*** Opening of Records ***

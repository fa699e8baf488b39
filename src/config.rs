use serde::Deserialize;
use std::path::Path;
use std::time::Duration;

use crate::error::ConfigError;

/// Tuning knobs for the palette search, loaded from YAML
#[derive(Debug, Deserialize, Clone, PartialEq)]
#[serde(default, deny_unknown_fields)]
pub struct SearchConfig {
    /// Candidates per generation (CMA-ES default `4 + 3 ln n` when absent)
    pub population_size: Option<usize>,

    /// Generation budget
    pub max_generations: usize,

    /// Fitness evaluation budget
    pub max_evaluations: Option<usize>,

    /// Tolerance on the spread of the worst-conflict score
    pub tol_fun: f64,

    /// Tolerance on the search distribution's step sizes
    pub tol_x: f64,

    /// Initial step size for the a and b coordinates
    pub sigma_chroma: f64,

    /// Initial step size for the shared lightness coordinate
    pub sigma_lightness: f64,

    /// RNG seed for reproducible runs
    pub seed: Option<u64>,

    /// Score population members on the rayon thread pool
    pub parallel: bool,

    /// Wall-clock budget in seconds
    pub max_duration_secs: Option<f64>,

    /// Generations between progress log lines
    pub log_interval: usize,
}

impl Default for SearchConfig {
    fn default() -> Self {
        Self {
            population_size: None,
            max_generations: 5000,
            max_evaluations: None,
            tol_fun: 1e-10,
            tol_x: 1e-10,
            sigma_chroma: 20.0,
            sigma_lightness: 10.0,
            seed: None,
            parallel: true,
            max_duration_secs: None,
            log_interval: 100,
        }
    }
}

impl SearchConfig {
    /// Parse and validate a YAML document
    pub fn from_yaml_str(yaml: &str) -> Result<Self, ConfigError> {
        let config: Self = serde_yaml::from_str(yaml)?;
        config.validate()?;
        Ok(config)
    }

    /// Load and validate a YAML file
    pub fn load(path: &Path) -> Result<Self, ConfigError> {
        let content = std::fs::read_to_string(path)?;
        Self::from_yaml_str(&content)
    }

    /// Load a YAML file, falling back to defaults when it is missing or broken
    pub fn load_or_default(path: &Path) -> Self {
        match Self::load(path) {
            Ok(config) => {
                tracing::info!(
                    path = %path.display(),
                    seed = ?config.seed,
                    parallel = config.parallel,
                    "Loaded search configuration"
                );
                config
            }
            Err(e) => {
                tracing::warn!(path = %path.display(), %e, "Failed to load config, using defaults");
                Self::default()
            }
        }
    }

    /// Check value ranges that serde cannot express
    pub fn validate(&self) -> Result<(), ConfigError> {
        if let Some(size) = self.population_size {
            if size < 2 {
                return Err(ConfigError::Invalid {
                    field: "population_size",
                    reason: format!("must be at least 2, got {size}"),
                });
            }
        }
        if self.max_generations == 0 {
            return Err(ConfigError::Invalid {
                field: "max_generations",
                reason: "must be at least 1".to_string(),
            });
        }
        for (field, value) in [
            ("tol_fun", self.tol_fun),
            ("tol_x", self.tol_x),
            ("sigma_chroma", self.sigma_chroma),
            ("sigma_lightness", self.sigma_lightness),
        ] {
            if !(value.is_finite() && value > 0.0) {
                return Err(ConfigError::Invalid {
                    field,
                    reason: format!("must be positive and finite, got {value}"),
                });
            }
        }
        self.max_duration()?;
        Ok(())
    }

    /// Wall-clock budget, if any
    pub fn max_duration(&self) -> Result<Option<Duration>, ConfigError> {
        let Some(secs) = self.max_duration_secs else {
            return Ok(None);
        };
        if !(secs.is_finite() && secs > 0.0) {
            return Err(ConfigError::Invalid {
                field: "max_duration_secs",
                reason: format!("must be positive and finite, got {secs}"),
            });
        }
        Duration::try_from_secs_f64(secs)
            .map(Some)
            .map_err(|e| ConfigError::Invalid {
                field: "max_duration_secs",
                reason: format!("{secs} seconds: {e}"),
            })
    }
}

*** Close of Records ***

◆ Task goal: Word for word, reproduce every record shown above.

◆ Response to the task:
repository fa699e8baf488b39
filename src/config.rs
use serde::Deserialize;
use std::path::Path;
use std::time::Duration;

use crate::error::ConfigError;

/// Tuning knobs for the palette search, loaded from YAML
#[derive(Debug, Deserialize, Clone, PartialEq)]
#[serde(default, deny_unknown_fields)]
pub struct SearchConfig {
    /// Candidates per generation (CMA-ES default `4 + 3 ln n` when absent)
    pub population_size: Option<usize>,

    /// Generation budget
    pub max_generations: usize,

    /// Fitness evaluation budget
    pub max_evaluations: Option<usize>,

    /// Tolerance on the spread of the worst-conflict score
    pub tol_fun: f64,

    /// Tolerance on the search distribution's step sizes
    pub tol_x: f64,

    /// Initial step size for the a and b coordinates
    pub sigma_chroma: f64,

    /// Initial step size for the shared lightness coordinate
    pub sigma_lightness: f64,

    /// RNG seed for reproducible runs
    pub seed: Option<u64>,

    /// Score population members on the rayon thread pool
    pub parallel: bool,

    /// Wall-clock budget in seconds
    pub max_duration_secs: Option<f64>,

    /// Generations between progress log lines
    pub log_interval: usize,
}

impl Default for SearchConfig {
    fn default() -> Self {
        Self {
            population_size: None,
            max_generations: 5000,
            max_evaluations: None,
            tol_fun: 1e-10,
            tol_x: 1e-10,
            sigma_chroma: 20.0,
            sigma_lightness: 10.0,
            seed: None,
            parallel: true,
            max_duration_secs: None,
            log_interval: 100,
        }
    }
}

impl SearchConfig {
    /// Parse and validate a YAML document
    pub fn from_yaml_str(yaml: &str) -> Result<Self, ConfigError> {
        let config: Self = serde_yaml::from_str(yaml)?;
        config.validate()?;
        Ok(config)
    }

    /// Load and validate a YAML file
    pub fn load(path: &Path) -> Result<Self, ConfigError> {
        let content = std::fs::read_to_string(path)?;
        Self::from_yaml_str(&content)
    }

    /// Load a YAML file, falling back to defaults when it is missing or broken
    pub fn load_or_default(path: &Path) -> Self {
        match Self::load(path) {
            Ok(config) => {
                tracing::info!(
                    path = %path.display(),
                    seed = ?config.seed,
                    parallel = config.parallel,
                    "Loaded search configuration"
                );
                config
            }
            Err(e) => {
                tracing::warn!(path = %path.display(), %e, "Failed to load config, using defaults");
                Self::default()
            }
        }
    }

    /// Check value ranges that serde cannot express
    pub fn validate(&self) -> Result<(), ConfigError> {
        if let Some(size) = self.population_size {
            if size < 2 {
                return Err(ConfigError::Invalid {
                    field: "population_size",
                    reason: format!("must be at least 2, got {size}"),
                });
            }
        }
        if self.max_generations == 0 {
            return Err(ConfigError::Invalid {
                field: "max_generations",
                reason: "must be at least 1".to_string(),
            });
        }
        for (field, value) in [
            ("tol_fun", self.tol_fun),
            ("tol_x", self.tol_x),
            ("sigma_chroma", self.sigma_chroma),
            ("sigma_lightness", self.sigma_lightness),
        ] {
            if !(value.is_finite() && value > 0.0) {
                return Err(ConfigError::Invalid {
                    field,
                    reason: format!("must be positive and finite, got {value}"),
                });
            }
        }
        self.max_duration()?;
        Ok(())
    }

    /// Wall-clock budget, if any
    pub fn max_duration(&self) -> Result<Option<Duration>, ConfigError> {
        let Some(secs) = self.max_duration_secs else {
            return Ok(None);
        };
        if !(secs.is_finite() && secs > 0.0) {
            return Err(ConfigError::Invalid {
                field: "max_duration_secs",
                reason: format!("must be positive and finite, got {secs}"),
            });
        }
        Duration::try_from_secs_f64(secs)
            .map(Some)
            .map_err(|e| ConfigError::Invalid {
                field: "max_duration_secs",
                reason: format!("{secs} seconds: {e}"),
            })
    }
}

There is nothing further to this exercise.